Atlanta, GA
Atlanta’s Fourth Quarter Comeback Falls Short vs Houston Sending Atlanta to Its Sixth Straight Loss
It was another tough situation for the Hawks tonight vs the team with the third-best record in the NBA, the Houston Rockets. They were missing Jalen Johnson, Zaccharie Risacher, Bogdan Bogdanovic, and Clint Capela tonight vs Houston and their absences were felt tonight in what ended up being a four-point loss. It was almost a miracle 4th quarter comeback that saw Atlanta erase a 16-point lead and have an open look to win the game, but De’Andre Hunter’s go-ahead three-pointer went down and out, sealing Atlanta’s fate and extending their losing streak.
There were no new reasons as to why the Hawks lost this game. The offense, particularly the three-point shooting, continues to be dismal (putting it nicely) and is not giving the Hawks much of a chance, despite the defense playing a good game. Injuries to four different impact players did not help either, though Capela was not on the injury report yesterday or today and was ruled out after the game began.

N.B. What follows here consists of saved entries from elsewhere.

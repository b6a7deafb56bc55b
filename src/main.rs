use std::sync::Arc;

use clap::Parser;

use dapsync::playlists::{NavidromeSource, PlaylistSource};
use dapsync::{cli, config, http};

/// Resolve on the first Ctrl+C.
async fn wait_for_shutdown() {
    if let Err(e) = tokio::signal::ctrl_c().await {
        tracing::error!("Failed to listen for Ctrl+C: {}", e);
        std::future::pending::<()>().await;
    }
}

#[tokio::main]
async fn main() {
    tracing_subscriber::fmt()
        .with_env_filter(
            tracing_subscriber::EnvFilter::try_from_default_env()
                .unwrap_or_else(|_| tracing_subscriber::EnvFilter::new("info"))
        )
        .init();

    let args = cli::Args::parse();

    let file_config = config::find_config_file(args.config.as_deref())
        .and_then(|path| {
            match config::load_config(&path) {
                Ok(cfg) => {
                    tracing::debug!("Loaded config from {}", path.display());
                    Some(cfg)
                }
                Err(e) => {
                    tracing::warn!("Failed to parse config file: {}", e);
                    None
                }
            }
        });

    let config = Arc::new(config::Config::resolve(file_config, &args));

    tracing::info!(
        "dapsync {} on port {}",
        env!("GIT_VERSION"),
        config.port
    );
    tracing::info!(
        "Music: {} (host {})",
        config.roots.music.container,
        config.roots.music.host
    );
    tracing::info!(
        "Audiobooks: {} (host {})",
        config.roots.audiobooks.container,
        config.roots.audiobooks.host
    );
    tracing::info!("Selection file: {}", config.selection_file.display());

    let playlists: Arc<dyn PlaylistSource> = Arc::new(NavidromeSource::new(&config.navidrome_db));
    if !playlists.is_available() {
        tracing::info!(
            "No playlist database at {}; playlists disabled",
            config.navidrome_db.display()
        );
    }

    let state = http::state::AppState {
        config: Arc::clone(&config),
        playlists,
    };
    let app = http::build_router(state);

    let addr = if config.localhost {
        format!("127.0.0.1:{}", config.port)
    } else {
        format!("0.0.0.0:{}", config.port)
    };
    let listener = tokio::net::TcpListener::bind(&addr)
        .await
        .unwrap_or_else(|e| {
            eprintln!("error: failed to bind {}: {}", addr, e);
            std::process::exit(1);
        });
    tracing::info!("Listening on http://{}", addr);

    if let Err(e) = axum::serve(listener, app)
        .with_graceful_shutdown(wait_for_shutdown())
        .await
    {
        tracing::error!("HTTP server error: {}", e);
        std::process::exit(1);
    }

    tracing::info!("Goodbye.");
}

Only four Hawks scored in double-digits tonight, led by Trae Young, who had 21 points to go along with nine assists. Hunter came off the bench to score 16, Krejci had 13, and Dyson Daniels had 12 points, 10 rebounds, and four steals. Atlanta shot 40% from the field and 23% from three. The Hawks have had one of the worst offenses in the NBA over the past two weeks and that continued tonight. Mouhamed Gueye got his first career NBA start tonight and scored 11 points and pulled in seven rebounds. Gueye has received significant rotation minutes for the first time in his young career due to injuries to the rest of the roster and has shown his talent, while also showing that he is still a raw player with an intriguing skill set.

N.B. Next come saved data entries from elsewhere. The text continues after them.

use std::fs;

use dapsync::paths::{LibraryRoots, PathRoots};
use dapsync::selection::state::{AudiobookSelection, MusicSelection, PlaylistSelection};
use dapsync::selection::{Mode, SelectionState, SelectionStore};

fn roots() -> LibraryRoots {
    LibraryRoots {
        music: PathRoots::new("/music", "/host/music/"),
        audiobooks: PathRoots::new("/audiobooks", "/host/audiobooks/"),
    }
}

fn music_selected(albums: &[&str]) -> SelectionState {
    SelectionState {
        music: MusicSelection {
            mode: Mode::Selected,
            albums: albums.iter().map(|s| s.to_string()).collect(),
        },
        ..SelectionState::default()
    }
}

#[test]
fn missing_file_reads_as_default() {
    let dir = tempfile::tempdir().unwrap();
    let store = SelectionStore::new(dir.path().join("sync_selection.txt"), roots());
    let state = store.read();
    assert_eq!(state.music.mode, Mode::All);
    assert!(state.music.albums.is_empty());
    assert_eq!(state.audiobooks.mode, Mode::All);
    assert!(state.audiobooks.items.is_empty());
    assert!(state.playlists.ids.is_empty());
}

#[test]
fn unreadable_path_reads_as_default() {
    let dir = tempfile::tempdir().unwrap();
    // a directory where the file should be
    let store = SelectionStore::new(dir.path(), roots());
    assert_eq!(store.read(), SelectionState::default());
}

#[test]
fn malformed_json_reads_as_default() {
    let dir = tempfile::tempdir().unwrap();
    let path = dir.path().join("sync_selection.txt");
    fs::write(&path, "{\"music\": [broken").unwrap();
    assert_eq!(SelectionStore::new(&path, roots()).read(), SelectionState::default());
}

#[test]
fn write_selected_album_emits_exact_host_line() {
    let dir = tempfile::tempdir().unwrap();
    let path = dir.path().join("sync_selection.txt");
    SelectionStore::new(&path, roots())
        .write(&music_selected(&["X/Y"]))
        .unwrap();

    let content = fs::read_to_string(&path).unwrap();
    assert!(content.lines().any(|line| line == "MUSIC_ALBUM=/host/music/X/Y"));
    assert!(content.lines().any(|line| line == "ALL_AUDIOBOOKS=true"));
}

#[test]
fn write_clears_lists_of_all_sections() {
    let dir = tempfile::tempdir().unwrap();
    let path = dir.path().join("sync_selection.txt");
    let mut state = music_selected(&["X/Y"]);
    state.music.mode = Mode::All;
    SelectionStore::new(&path, roots()).write(&state).unwrap();

    let content = fs::read_to_string(&path).unwrap();
    assert_eq!(content, "ALL_MUSIC=true\nALL_AUDIOBOOKS=true\n");
}

#[test]
fn write_replaces_previous_content() {
    let dir = tempfile::tempdir().unwrap();
    let path = dir.path().join("sync_selection.txt");
    let store = SelectionStore::new(&path, roots());
    store.write(&music_selected(&["A/B", "C/D"])).unwrap();
    store.write(&music_selected(&["E/F"])).unwrap();

    let content = fs::read_to_string(&path).unwrap();
    assert_eq!(content, "MUSIC_ALBUM=/host/music/E/F\nALL_AUDIOBOOKS=true\n");
}

#[test]
fn write_creates_missing_parent_directories() {
    let dir = tempfile::tempdir().unwrap();
    let path = dir.path().join("data/nested/sync_selection.txt");
    SelectionStore::new(&path, roots())
        .write(&SelectionState::default())
        .unwrap();
    assert!(path.is_file());
}

#[test]
fn write_failure_is_reported() {
    let dir = tempfile::tempdir().unwrap();
    let blocker = dir.path().join("not-a-dir");
    fs::write(&blocker, "").unwrap();
    let store = SelectionStore::new(blocker.join("sync_selection.txt"), roots());
    assert!(store.write(&SelectionState::default()).is_err());
}

#[test]
fn selected_state_round_trips() {
    let dir = tempfile::tempdir().unwrap();
    let store = SelectionStore::new(dir.path().join("sync_selection.txt"), roots());
    let state = SelectionState {
        music: MusicSelection {
            mode: Mode::Selected,
            albums: vec!["Artist1/Album1".into(), "Beatles - Abbey Road".into()],
        },
        audiobooks: AudiobookSelection {
            mode: Mode::Selected,
            items: vec!["Book1.m4b".into(), "Series/Book2".into()],
        },
        playlists: PlaylistSelection {
            ids: vec!["p1".into(), "p2".into()],
        },
    };

    store.write(&state).unwrap();
    assert_eq!(store.read(), state);
}

#[test]
fn selected_section_with_no_entries_round_trips() {
    let dir = tempfile::tempdir().unwrap();
    let path = dir.path().join("sync_selection.txt");
    let store = SelectionStore::new(&path, roots());
    let state = music_selected(&[]);

    store.write(&state).unwrap();
    assert_eq!(
        fs::read_to_string(&path).unwrap(),
        "ALL_MUSIC=false\nALL_AUDIOBOOKS=true\n"
    );
    let back = store.read();
    assert_eq!(back.music.mode, Mode::Selected);
    assert!(back.music.albums.is_empty());
    assert_eq!(back, state);
}

#[test]
fn entries_with_line_breaks_are_not_written() {
    let dir = tempfile::tempdir().unwrap();
    let path = dir.path().join("sync_selection.txt");
    let store = SelectionStore::new(&path, roots());
    let mut state = music_selected(&["A/B\nALL_MUSIC=true", "C/D", "E/F\rX"]);
    state.playlists.ids = vec!["p1\nALL_AUDIOBOOKS=true".into(), "p2".into()];

    store.write(&state).unwrap();
    let content = fs::read_to_string(&path).unwrap();
    assert_eq!(
        content,
        "MUSIC_ALBUM=/host/music/C/D\nALL_AUDIOBOOKS=true\nPLAYLIST_ID=p2\n"
    );

    let back = store.read();
    assert_eq!(back.music.mode, Mode::Selected);
    assert_eq!(back.music.albums, vec!["C/D"]);
    assert_eq!(back.playlists.ids, vec!["p2"]);
}

#[test]
fn legacy_mode_keyed_file_is_read() {
    let dir = tempfile::tempdir().unwrap();
    let path = dir.path().join("sync_selection.txt");
    fs::write(&path, "MUSIC_MODE=selected\nMUSIC_ALBUM=/host/music/A/B\n").unwrap();

    let state = SelectionStore::new(&path, roots()).read();
    assert_eq!(state.music.mode, Mode::Selected);
    assert_eq!(state.music.albums, vec!["A/B"]);
}

#[test]
fn legacy_plain_list_file_is_read() {
    let dir = tempfile::tempdir().unwrap();
    let path = dir.path().join("sync_selection.txt");
    fs::write(&path, "Artist1/Album1\nArtist2/Album2\n").unwrap();

    let state = SelectionStore::new(&path, roots()).read();
    assert_eq!(state.music.mode, Mode::Selected);
    assert_eq!(state.music.albums, vec!["Artist1/Album1", "Artist2/Album2"]);
    assert_eq!(state.audiobooks.mode, Mode::All);
}

#[cfg(unix)]
#[test]
fn written_file_is_world_readable() {
    use std::os::unix::fs::PermissionsExt;

    let dir = tempfile::tempdir().unwrap();
    let path = dir.path().join("sync_selection.txt");
    SelectionStore::new(&path, roots())
        .write(&SelectionState::default())
        .unwrap();
    let mode = fs::metadata(&path).unwrap().permissions().mode();
    assert_eq!(mode & 0o644, 0o644);
}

Atlanta is now 22-25 and at risk of slipping further in the Eastern Conference. A season that looked filled with so much promise just a few weeks ago looks to be teetering due to the injuries to key players and poor play. The Hawks will travel to Cleveland on Thursday to try and snap this losing streak.
The Hawks defense had a good night tonight vs the Rockets, finishing with a 97.3 defensive rating. Houston shot 47% from thre field and 23% from three. Jalen Green led all scorers with 25 points, Alperen Sengun had 18 points, Jae’Sean Tate had 16 points off the bench, and both Amen Thompson and Dillon Brooks had 11. Atlanta forced 21 turnovers on defense, which kept them in the game despite the struggles on the offensive end of the floor.
It was the first career NBA start for Mo Gueye tonight. He started alongside Trae Young, Dyson Daniels, Vit Krejci, and Onyeka Okongwu. The Rockets kept their usual starting five of Fred Van Vleet, Jalen Green, Dillon Brooks, Amen Thompson, and Alperen Sengun.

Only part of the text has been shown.